--- RECORDS SHOWN ---
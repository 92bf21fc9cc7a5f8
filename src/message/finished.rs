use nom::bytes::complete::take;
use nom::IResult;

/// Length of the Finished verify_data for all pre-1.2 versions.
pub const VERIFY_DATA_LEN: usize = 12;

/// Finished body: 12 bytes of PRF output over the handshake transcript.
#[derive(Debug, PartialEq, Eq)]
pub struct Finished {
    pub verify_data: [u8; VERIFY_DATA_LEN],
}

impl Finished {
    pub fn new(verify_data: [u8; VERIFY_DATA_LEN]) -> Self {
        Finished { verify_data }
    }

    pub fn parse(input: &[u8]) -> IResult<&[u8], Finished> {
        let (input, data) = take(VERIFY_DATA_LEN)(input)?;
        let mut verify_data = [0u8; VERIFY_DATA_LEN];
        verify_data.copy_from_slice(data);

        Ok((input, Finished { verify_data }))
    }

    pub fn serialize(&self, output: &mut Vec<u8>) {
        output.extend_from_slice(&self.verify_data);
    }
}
---
(YOUR ASSIGNMENT):
Everything in the listing must be written out again without any change.

(EXERCISE RESPONSE):
repository 92bf21fc9cc7a5f8
filename src/message/finished.rs
use nom::bytes::complete::take;
use nom::IResult;

/// Length of the Finished verify_data for all pre-1.2 versions.
pub const VERIFY_DATA_LEN: usize = 12;

/// Finished body: 12 bytes of PRF output over the handshake transcript.
#[derive(Debug, PartialEq, Eq)]
pub struct Finished {
    pub verify_data: [u8; VERIFY_DATA_LEN],
}

impl Finished {
    pub fn new(verify_data: [u8; VERIFY_DATA_LEN]) -> Self {
        Finished { verify_data }
    }

    pub fn parse(input: &[u8]) -> IResult<&[u8], Finished> {
        let (input, data) = take(VERIFY_DATA_LEN)(input)?;
        let mut verify_data = [0u8; VERIFY_DATA_LEN];
        verify_data.copy_from_slice(data);

        Ok((input, Finished { verify_data }))
    }

    pub fn serialize(&self, output: &mut Vec<u8>) {
        output.extend_from_slice(&self.verify_data);
    }
}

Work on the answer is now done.